Le Théâtre Jean Vilar était plein à craquer de la jeunesse populaire de La Mosson et La Paillade, familière d’un lieu où la Ville de Montpellier programme des spectacles engagés et pratique une médiation active. Hélène Soulié y est en terrain familier : la metteuse en scène s’est formée à Montpellier et y a fait ses premières armes, et sa compagnie Exit y est toujours basée. Mais cet ancrage local n’empêche pas la portée universelle d’un spectacle pour enfants qui est une claque pour tous·tes.
Dans un décor enfantin astucieux où les meubles colorés se déplacent seuls, où les costumes ont tout du déguisement, une scène de prédation familiale a lieu.
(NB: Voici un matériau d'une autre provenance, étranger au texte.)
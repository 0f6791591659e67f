//! Per-file extraction pipeline

use crate::artifacts::ArtifactPaths;
use crate::chunking::Chunker;
use crate::config::ExtractorConfig;
use crate::error::ExtractorError;
use crate::parser::parse_reply;
use kgx_domain::traits::CompletionProvider;
use kgx_domain::{Provenance, TripletRecord};
use std::fmt::Display;
use std::path::Path;
use std::sync::Arc;
use std::time::Duration;
use tokio::time::timeout;
use tracing::{debug, info, warn};

/// Outcome of a successfully extracted file
#[derive(Debug, Clone)]
pub struct FileExtraction {
    /// Number of chunks the document was split into
    pub chunk_count: usize,
    /// Records with provenance attached, in chunk order
    pub records: Vec<TripletRecord>,
    /// Where the artifacts were written
    pub artifacts: ArtifactPaths,
}

impl FileExtraction {
    /// Number of extracted records
    pub fn record_count(&self) -> usize {
        self.records.len()
    }
}

/// Reads, chunks, completes, parses and persists one file at a time
///
/// Chunks are sent to the provider sequentially. A failed or timed-out
/// completion call aborts the current file; parse failures never do.
pub struct FilePipeline<P> {
    provider: Arc<P>,
    chunker: Chunker,
    completion_timeout: Duration,
}

impl<P> FilePipeline<P>
where
    P: CompletionProvider + Send + Sync + 'static,
    P::Error: Display,
{
    /// Create a pipeline for `provider`
    pub fn new(provider: P, config: &ExtractorConfig) -> Result<Self, ExtractorError> {
        config.validate()?;
        Ok(Self {
            provider: Arc::new(provider),
            chunker: Chunker::from_config(config)?,
            completion_timeout: config.completion_timeout(),
        })
    }

    /// Chunker in use
    pub fn chunker(&self) -> &Chunker {
        &self.chunker
    }

    /// Extract records from the text file at `path`
    ///
    /// Artifacts land under `out_dir` named after the file stem. An empty
    /// document is a success with no chunks and no records.
    pub async fn extract_file(
        &self,
        path: &Path,
        prompt: &str,
        out_dir: &Path,
    ) -> Result<FileExtraction, ExtractorError> {
        let text = read_text(path).await?;
        let chunks = self.chunker.chunk(&text);
        let stem = path
            .file_stem()
            .map(|s| s.to_string_lossy().into_owned())
            .unwrap_or_else(|| "document".to_string());

        info!(
            "Extracting '{}': {} chars, {} chunks",
            stem,
            text.chars().count(),
            chunks.len()
        );

        let prompt: Arc<str> = Arc::from(prompt);
        let mut replies = Vec::with_capacity(chunks.len());
        let mut records = Vec::new();

        for chunk in &chunks {
            debug!(
                "Chunk {}/{} of '{}', {} chars",
                chunk.index + 1,
                chunks.len(),
                stem,
                chunk.char_len()
            );

            let reply = self
                .complete(Arc::clone(&prompt), chunk.text.trim().to_string(), chunk.index)
                .await?;

            let parsed = parse_reply(&reply);
            debug!("Chunk {} yielded {} records", chunk.index, parsed.len());
            records.extend(
                parsed
                    .into_iter()
                    .map(|record| record.with_provenance(Provenance::resolve(chunk.index, &chunks))),
            );
            replies.push(reply);
        }

        let artifacts = ArtifactPaths::for_stem(out_dir, &stem);
        artifacts.write(&replies, &records, &chunks).await?;

        info!("Extracted {} records from '{}'", records.len(), stem);

        Ok(FileExtraction {
            chunk_count: chunks.len(),
            records,
            artifacts,
        })
    }

    /// One completion call on the blocking pool, bounded by the timeout
    async fn complete(
        &self,
        prompt: Arc<str>,
        text: String,
        chunk_index: usize,
    ) -> Result<String, ExtractorError> {
        let provider = Arc::clone(&self.provider);

        // The blocking call itself keeps running after a timeout; only the
        // result is abandoned.
        let call = tokio::task::spawn_blocking(move || {
            provider.complete(&prompt, &text).map_err(|e| e.to_string())
        });

        match timeout(self.completion_timeout, call).await {
            Ok(Ok(Ok(reply))) => Ok(reply),
            Ok(Ok(Err(message))) => {
                warn!("Completion failed on chunk {}: {}", chunk_index, message);
                Err(ExtractorError::Completion {
                    chunk_index,
                    message,
                })
            }
            Ok(Err(join_error)) => Err(ExtractorError::Internal(format!(
                "Completion task join error: {}",
                join_error
            ))),
            Err(_) => {
                warn!("Completion timed out on chunk {}", chunk_index);
                Err(ExtractorError::Timeout {
                    chunk_index,
                    timeout_secs: self.completion_timeout.as_secs(),
                })
            }
        }
    }
}

/// Read a text file as UTF-8, decoding lossily when it is not valid UTF-8
pub async fn read_text(path: &Path) -> Result<String, ExtractorError> {
    let bytes = tokio::fs::read(path)
        .await
        .map_err(|e| ExtractorError::FileAcquisition {
            path: path.display().to_string(),
            message: e.to_string(),
        })?;

    let text = match String::from_utf8(bytes) {
        Ok(text) => text,
        Err(e) => {
            warn!("{} is not valid UTF-8, decoding lossily", path.display());
            String::from_utf8_lossy(e.as_bytes()).into_owned()
        }
    };

    Ok(text.trim().to_string())
}
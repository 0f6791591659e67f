//! Provider catalogue and per-task model configuration
//!
//! Each supported provider has a default base URL, a default model and an
//! environment variable holding its API key. A task's [`ModelConfig`] may
//! override any of them; [`ModelConfig::resolve`] fills the gaps.

use crate::LlmError;
use serde::{Deserialize, Serialize};
use std::fmt;
use std::str::FromStr;

/// Environment variable overriding the forward provider's base URL
pub const FORWARD_BASE_URL_ENV: &str = "FORWARD_BASE_URL";

/// Environment variable overriding the forward provider's default model
pub const FORWARD_MODEL_ENV: &str = "FORWARD_DEFAULT_MODEL";

/// Supported OpenAI-compatible providers
#[derive(Debug, Clone, Copy, PartialEq, Eq, Hash, Serialize, Deserialize)]
#[serde(rename_all = "lowercase")]
pub enum ProviderKind {
    /// DeepSeek hosted API
    DeepSeek,
    /// Qwen through the DashScope compatible-mode endpoint
    Qwen,
    /// Any OpenAI-compatible relay, configured through the environment
    Forward,
}

impl ProviderKind {
    /// All catalogue entries
    pub const ALL: [ProviderKind; 3] = [ProviderKind::DeepSeek, ProviderKind::Qwen, ProviderKind::Forward];

    /// Catalogue name
    pub fn as_str(&self) -> &'static str {
        match self {
            ProviderKind::DeepSeek => "deepseek",
            ProviderKind::Qwen => "qwen",
            ProviderKind::Forward => "forward",
        }
    }

    /// Environment variable consulted when no API key is supplied
    pub fn api_key_env(&self) -> &'static str {
        match self {
            ProviderKind::DeepSeek => "DEEPSEEK_API_KEY",
            ProviderKind::Qwen => "DASHSCOPE_API_KEY",
            ProviderKind::Forward => "FORWARD_API_KEY",
        }
    }

    fn default_base_url(&self, env: &dyn Fn(&str) -> Option<String>) -> String {
        match self {
            ProviderKind::DeepSeek => "https://api.deepseek.com".to_string(),
            ProviderKind::Qwen => "https://dashscope.aliyuncs.com/compatible-mode/v1".to_string(),
            ProviderKind::Forward => env(FORWARD_BASE_URL_ENV)
                .unwrap_or_else(|| "http://localhost:3000/v1".to_string()),
        }
    }

    fn default_model(&self, env: &dyn Fn(&str) -> Option<String>) -> String {
        match self {
            ProviderKind::DeepSeek => "deepseek-chat".to_string(),
            ProviderKind::Qwen => "qwen2.5-72b-instruct".to_string(),
            ProviderKind::Forward => {
                env(FORWARD_MODEL_ENV).unwrap_or_else(|| "gpt-4o-mini".to_string())
            }
        }
    }
}

impl fmt::Display for ProviderKind {
    fn fmt(&self, f: &mut fmt::Formatter<'_>) -> fmt::Result {
        f.write_str(self.as_str())
    }
}

impl FromStr for ProviderKind {
    type Err = LlmError;

    fn from_str(s: &str) -> Result<Self, Self::Err> {
        let wanted = s.trim().to_ascii_lowercase();
        ProviderKind::ALL
            .into_iter()
            .find(|kind| kind.as_str() == wanted)
            .ok_or_else(|| LlmError::UnknownProvider(s.to_string()))
    }
}

/// Model configuration supplied with a task
///
/// Unset fields fall back to the provider's catalogue defaults. The API key
/// is never printed by `Debug`.
#[derive(Clone, PartialEq, Eq, Serialize, Deserialize)]
pub struct ModelConfig {
    /// Provider name, e.g. `deepseek`
    #[serde(default = "default_provider")]
    pub provider: String,

    /// Model override
    #[serde(default, skip_serializing_if = "Option::is_none")]
    pub model: Option<String>,

    /// Base URL override
    #[serde(default, skip_serializing_if = "Option::is_none")]
    pub base_url: Option<String>,

    /// API key; falls back to the provider's environment variable
    #[serde(default, skip_serializing)]
    pub api_key: Option<String>,
}

fn default_provider() -> String {
    ProviderKind::DeepSeek.as_str().to_string()
}

impl Default for ModelConfig {
    fn default() -> Self {
        Self {
            provider: default_provider(),
            model: None,
            base_url: None,
            api_key: None,
        }
    }
}

impl ModelConfig {
    /// Configuration for a provider with all defaults
    pub fn for_provider(kind: ProviderKind) -> Self {
        Self {
            provider: kind.as_str().to_string(),
            ..Self::default()
        }
    }

    /// Set the API key
    pub fn with_api_key(mut self, api_key: impl Into<String>) -> Self {
        self.api_key = Some(api_key.into());
        self
    }

    /// Set the model
    pub fn with_model(mut self, model: impl Into<String>) -> Self {
        self.model = Some(model.into());
        self
    }

    /// Set the base URL
    pub fn with_base_url(mut self, base_url: impl Into<String>) -> Self {
        self.base_url = Some(base_url.into());
        self
    }

    /// Look the provider name up in the catalogue
    pub fn kind(&self) -> Result<ProviderKind, LlmError> {
        self.provider.parse()
    }

    /// Resolve against the catalogue and the process environment
    pub fn resolve(&self) -> Result<ResolvedModel, LlmError> {
        self.resolve_with(|name| std::env::var(name).ok().filter(|v| !v.is_empty()))
    }

    /// Resolve with an explicit environment lookup
    pub fn resolve_with<F>(&self, env: F) -> Result<ResolvedModel, LlmError>
    where
        F: Fn(&str) -> Option<String>,
    {
        let kind = self.kind()?;

        let api_key = match self.api_key.as_deref().map(str::trim) {
            Some(key) if !key.is_empty() => key.to_string(),
            _ => env(kind.api_key_env()).ok_or_else(|| LlmError::MissingApiKey {
                provider: kind.as_str().to_string(),
                env_var: kind.api_key_env().to_string(),
            })?,
        };

        let base_url = non_empty(self.base_url.as_deref())
            .unwrap_or_else(|| kind.default_base_url(&env));
        let model = non_empty(self.model.as_deref()).unwrap_or_else(|| kind.default_model(&env));

        Ok(ResolvedModel {
            kind,
            base_url: base_url.trim_end_matches('/').to_string(),
            model,
            api_key,
        })
    }
}

fn non_empty(value: Option<&str>) -> Option<String> {
    value.map(str::trim).filter(|v| !v.is_empty()).map(str::to_string)
}

impl fmt::Debug for ModelConfig {
    fn fmt(&self, f: &mut fmt::Formatter<'_>) -> fmt::Result {
        f.debug_struct("ModelConfig")
            .field("provider", &self.provider)
            .field("model", &self.model)
            .field("base_url", &self.base_url)
            .field("api_key", &self.api_key.as_ref().map(|_| "<redacted>"))
            .finish()
    }
}

/// A fully resolved endpoint, model and credential
#[derive(Clone, PartialEq, Eq)]
pub struct ResolvedModel {
    /// Catalogue entry this was resolved from
    pub kind: ProviderKind,
    /// Base URL without trailing slash
    pub base_url: String,
    /// Model name
    pub model: String,
    /// API key
    pub api_key: String,
}

impl fmt::Debug for ResolvedModel {
    fn fmt(&self, f: &mut fmt::Formatter<'_>) -> fmt::Result {
        f.debug_struct("ResolvedModel")
            .field("kind", &self.kind)
            .field("base_url", &self.base_url)
            .field("model", &self.model)
            .field("api_key", &"<redacted>")
            .finish()
    }
}
//! Signed L2 transactions and the chain facts they execute against.

use crate::buffer::{ReservedVariable, TRANSACTION_INPUTS};
use crate::crypto::eddsa::{self, EddsaKeypair, MESSAGE_WORDS, Signature};
use crate::crypto::jubjub::WirePoint;
use crate::data_point::validate_value;
use crate::error::{Result, SynthError};
use crate::trace::ExecutionTrace;
use revm::bytecode::opcode;
use revm::primitives::{Address, U256};

pub const SELECTOR_BYTES: usize = 4;
pub const CALLDATA_LEN: usize = SELECTOR_BYTES + 32 * TRANSACTION_INPUTS;

pub fn address_word(address: Address) -> U256 {
  U256::from_be_slice(address.as_slice())
}

pub fn word_address(word: U256) -> Address {
  Address::from_slice(&word.to_be_bytes::<32>()[12..])
}

/// A call into one contract function with at most nine word arguments.
#[derive(Clone, Debug, PartialEq, Eq)]
pub struct L2Transaction {
  pub nonce: U256,
  pub contract: Address,
  pub selector: [u8; SELECTOR_BYTES],
  pub inputs: [U256; TRANSACTION_INPUTS],
}

impl L2Transaction {
  pub fn new(nonce: u64, contract: Address, selector: [u8; SELECTOR_BYTES], inputs: &[U256]) -> Result<Self> {
    if inputs.len() > TRANSACTION_INPUTS {
      return Err(SynthError::precondition(format!(
        "{} call arguments, at most {TRANSACTION_INPUTS} are supported",
        inputs.len()
      )));
    }
    let mut padded = [U256::ZERO; TRANSACTION_INPUTS];
    for (slot, input) in padded.iter_mut().zip(inputs) {
      validate_value(*input, 255)?;
      *slot = *input;
    }
    Ok(Self {
      nonce: U256::from(nonce),
      contract,
      selector,
      inputs: padded,
    })
  }

  pub fn selector_word(&self) -> U256 {
    U256::from_be_slice(&self.selector)
  }

  /// Words covered by the signature.
  pub fn message(&self) -> [U256; MESSAGE_WORDS] {
    let mut message = [U256::ZERO; MESSAGE_WORDS];
    message[0] = self.nonce;
    message[1] = address_word(self.contract);
    message[2] = self.selector_word();
    message[3..].copy_from_slice(&self.inputs);
    message
  }

  /// Selector followed by the nine arguments as 32-byte words.
  pub fn calldata(&self) -> Vec<u8> {
    let mut data = Vec::with_capacity(CALLDATA_LEN);
    data.extend_from_slice(&self.selector);
    for input in &self.inputs {
      data.extend_from_slice(&input.to_be_bytes::<32>());
    }
    data
  }

  pub fn sign(self, keypair: &EddsaKeypair) -> Result<SignedTransaction> {
    let signature = keypair.sign(&self.message())?;
    Ok(SignedTransaction {
      tx: self,
      public_key: keypair.public_key(),
      signature,
    })
  }
}

#[derive(Clone, Debug, PartialEq, Eq)]
pub struct SignedTransaction {
  pub tx: L2Transaction,
  pub public_key: WirePoint,
  pub signature: Signature,
}

impl SignedTransaction {
  pub fn verify(&self) -> Result<()> {
    if !eddsa::verify(&self.signature, self.public_key, &self.tx.message())? {
      return Err(SynthError::precondition("transaction signature does not verify"));
    }
    Ok(())
  }

  pub fn sender(&self) -> Result<Address> {
    Ok(word_address(eddsa::address_of(self.public_key)?))
  }
}

/// Chain facts fed through the block input buffer.
#[derive(Clone, Debug, Default, PartialEq, Eq)]
pub struct BlockInfo {
  pub coinbase: Address,
  pub timestamp: U256,
  pub number: U256,
  pub prevrandao: U256,
  pub gas_limit: U256,
  pub chain_id: U256,
  pub self_balance: U256,
  pub base_fee: U256,
  /// `block_hashes[i]` is the hash of block `number - 1 - i`.
  pub block_hashes: Vec<U256>,
}

impl BlockInfo {
  /// Value of a block-input variable.
  pub fn value(&self, variable: ReservedVariable) -> Option<U256> {
    use ReservedVariable as V;
    Some(match variable {
      V::Coinbase => address_word(self.coinbase),
      V::Timestamp => self.timestamp,
      V::Number => self.number,
      V::Prevrandao => self.prevrandao,
      V::GasLimit => self.gas_limit,
      V::ChainId => self.chain_id,
      V::SelfBalance => self.self_balance,
      V::BaseFee => self.base_fee,
      V::BlockHash(n) => self
        .block_hashes
        .get((n as usize).checked_sub(1)?)
        .copied()
        .unwrap_or_default(),
      _ => return None,
    })
  }

  /// How many blocks before the current one `requested` is, if it is one of
  /// the 256 addressable ancestors.
  pub fn ancestor_distance(&self, requested: U256) -> Option<u16> {
    if requested >= self.number {
      return None;
    }
    let distance = self.number - requested;
    (distance <= U256::from(256u64)).then(|| distance.as_limbs()[0] as u16)
  }

  /// Take every fact the trace observed from the interpreter. Only frames
  /// acting on `contract` report its balance.
  pub fn absorb_trace(&mut self, contract: Address, trace: &ExecutionTrace) {
    let outputs = trace.step_outputs();
    for (step, output) in &outputs {
      let Some(value) = *output else { continue };
      match step.opcode {
        opcode::COINBASE => self.coinbase = word_address(value),
        opcode::TIMESTAMP => self.timestamp = value,
        opcode::NUMBER => self.number = value,
        opcode::DIFFICULTY => self.prevrandao = value,
        opcode::GASLIMIT => self.gas_limit = value,
        opcode::CHAINID => self.chain_id = value,
        opcode::SELFBALANCE if step.this_address == contract => self.self_balance = value,
        opcode::BASEFEE => self.base_fee = value,
        _ => {}
      }
    }
    for (step, output) in &outputs {
      if step.opcode != opcode::BLOCKHASH {
        continue;
      }
      let (Some(value), Some(requested)) = (*output, step.stack.first()) else { continue };
      if let Some(n) = self.ancestor_distance(*requested) {
        let slot = n as usize - 1;
        if self.block_hashes.len() <= slot {
          self.block_hashes.resize(slot + 1, U256::ZERO);
        }
        self.block_hashes[slot] = value;
      }
    }
  }
}

#[cfg(test)]
mod tests {
  use super::*;
  use crate::trace::{FinalState, MessageKind, MessageRecord, StepRecord, TraceEvent};

  fn tx() -> L2Transaction {
    L2Transaction::new(3, Address::repeat_byte(0x11), [0xde, 0xad, 0xbe, 0xef], &[U256::from(5u64)]).unwrap()
  }

  #[test]
  fn test_calldata_layout() {
    let data = tx().calldata();
    assert_eq!(data.len(), CALLDATA_LEN);
    assert_eq!(&data[..4], &[0xde, 0xad, 0xbe, 0xef]);
    assert_eq!(U256::from_be_slice(&data[4..36]), U256::from(5u64));
    assert!(data[36..].iter().all(|b| *b == 0));
  }

  #[test]
  fn test_signed_transaction_verifies() {
    let keypair = EddsaKeypair::from_seed(b"transaction test key").unwrap();
    let signed = tx().sign(&keypair).unwrap();
    signed.verify().unwrap();
    let sender = signed.sender().unwrap();
    assert_eq!(address_word(sender), eddsa::address_of(keypair.public_key()).unwrap());

    let mut tampered = signed.clone();
    tampered.tx.inputs[0] = U256::from(6u64);
    assert!(tampered.verify().is_err());
  }

  #[test]
  fn test_too_many_inputs() {
    let inputs = vec![U256::ZERO; TRANSACTION_INPUTS + 1];
    assert!(L2Transaction::new(0, Address::ZERO, [0; 4], &inputs).is_err());
  }

  #[test]
  fn test_block_hash_lookup() {
    let info = BlockInfo {
      number: U256::from(1000u64),
      block_hashes: vec![U256::from(1u64), U256::from(2u64)],
      ..BlockInfo::default()
    };
    assert_eq!(info.ancestor_distance(U256::from(999u64)), Some(1));
    assert_eq!(info.ancestor_distance(U256::from(1000u64)), None);
    assert_eq!(info.ancestor_distance(U256::from(743u64)), None);
    assert_eq!(info.value(ReservedVariable::BlockHash(2)), Some(U256::from(2u64)));
    assert_eq!(info.value(ReservedVariable::BlockHash(200)), Some(U256::ZERO));
    assert_eq!(info.value(ReservedVariable::ConstOne), None);
  }

  fn record(opcode: u8, depth: usize, this_address: Address, stack: &[u64]) -> TraceEvent {
    TraceEvent::Step(StepRecord {
      pc: 0,
      opcode,
      depth,
      stack: stack.iter().map(|v| U256::from(*v)).collect(),
      memory: Vec::new(),
      code_address: this_address,
      this_address,
      caller: Address::ZERO,
      origin: Address::ZERO,
    })
  }

  fn boundary(depth: usize, target: Address) -> TraceEvent {
    TraceEvent::BeforeMessage(MessageRecord {
      depth,
      kind: MessageKind::Call,
      caller: Address::ZERO,
      target,
      code_address: target,
      value: U256::ZERO,
      calldata: Vec::new(),
    })
  }

  fn halt(depth: usize) -> TraceEvent {
    TraceEvent::AfterMessage(FinalState {
      depth,
      success: true,
      return_data: Vec::new(),
      stack: Vec::new(),
      memory: Vec::new(),
    })
  }

  #[test]
  fn test_callee_balance_is_not_absorbed() {
    let contract = Address::repeat_byte(0xcc);
    let callee = Address::repeat_byte(0xdd);
    let trace = ExecutionTrace {
      events: vec![
        boundary(0, contract),
        record(opcode::SELFBALANCE, 0, contract, &[]),
        record(opcode::CALL, 0, contract, &[5]),
        boundary(1, callee),
        record(opcode::SELFBALANCE, 1, callee, &[]),
        record(opcode::STOP, 1, callee, &[9]),
        halt(1),
        record(opcode::STOP, 0, contract, &[1, 5]),
        halt(0),
      ],
      writes: Vec::new(),
    };
    let mut info = BlockInfo::default();
    info.absorb_trace(contract, &trace);
    assert_eq!(info.self_balance, U256::from(5u64));

    let mut from_callee = BlockInfo::default();
    from_callee.absorb_trace(callee, &trace);
    assert_eq!(from_callee.self_balance, U256::from(9u64));
  }
}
Le père (Jean Christophe Laurier), regard mauvais, bouche oblique, perruque blanche, bon chic terrifiant, accule sa fille, tandis que la mère fuit en conseillant à son enfant sans nom d’en faire autant. Celle-ci devra pourtant céder au rituel des « siestes » paternelles…
Ce que disent nos fictions séculaires
Le premier acte est glaçant. Fanny Kervarec, qui joue l’enfant, s’étiole, se renferme, amenuise ses gestes, incarne la terreur et la culpabilité jusqu’au malaise. Le père éditeur et son ami écrivain, sorte d’affreux Matzneff gras, rois porcs libidineux, lorgnent sur la chair fraîche et dévorent des cervelles et de la viande crue. Ils sont l’incarnation dans le réel des ogres des contes, des loups, des pères qui veulent se marier avec leur fille, leur ôter le cœur, les endormir cent ans et dévorer les chevrettes.
Après ce premier acte sidérant c’est une autre fantaisie, féerique et libératrice, qui viendra réparer les traumatismes dans une joie tapageuse. L’âne de l’enfant (Nathan Jousni, très drôle) se révèle un hybride qui se genre au féminin. Il rencontre une Belle au bois dormant noire (formidable Laury Hardel) qui milite pour que la forêt renaisse. Leur road trip en auto tamponneuse délie peu à peu les paroles de l’enfant, son anorexie, sa terreur. Jusqu’au procès du père, définitif : oui, les hommes doivent s’interdire certains désirs, pour les enfants, surtout quand ils sont les leurs.
La fête est finie. Ce Peau d’âne met un terme à l’inceste raconté dans le conte des Grimm et le film de Demy. La fée des lilas, le cake d’amour en prennent aussi pour leur grade. Mais au-delà, il construit un univers féérique possible où il y aurait des couples choisis, des hybrides et des trans, des princesses racisées et des espèces en voie d’apparition. De nouveaux contes, pour un nouveau monde non patriarcal.
AGNÈS FRESCHEL
Peau d’âne, la fête est finie a été créé les 12 et 13 octobre au Théâtre Jean Vilar, Montpellier.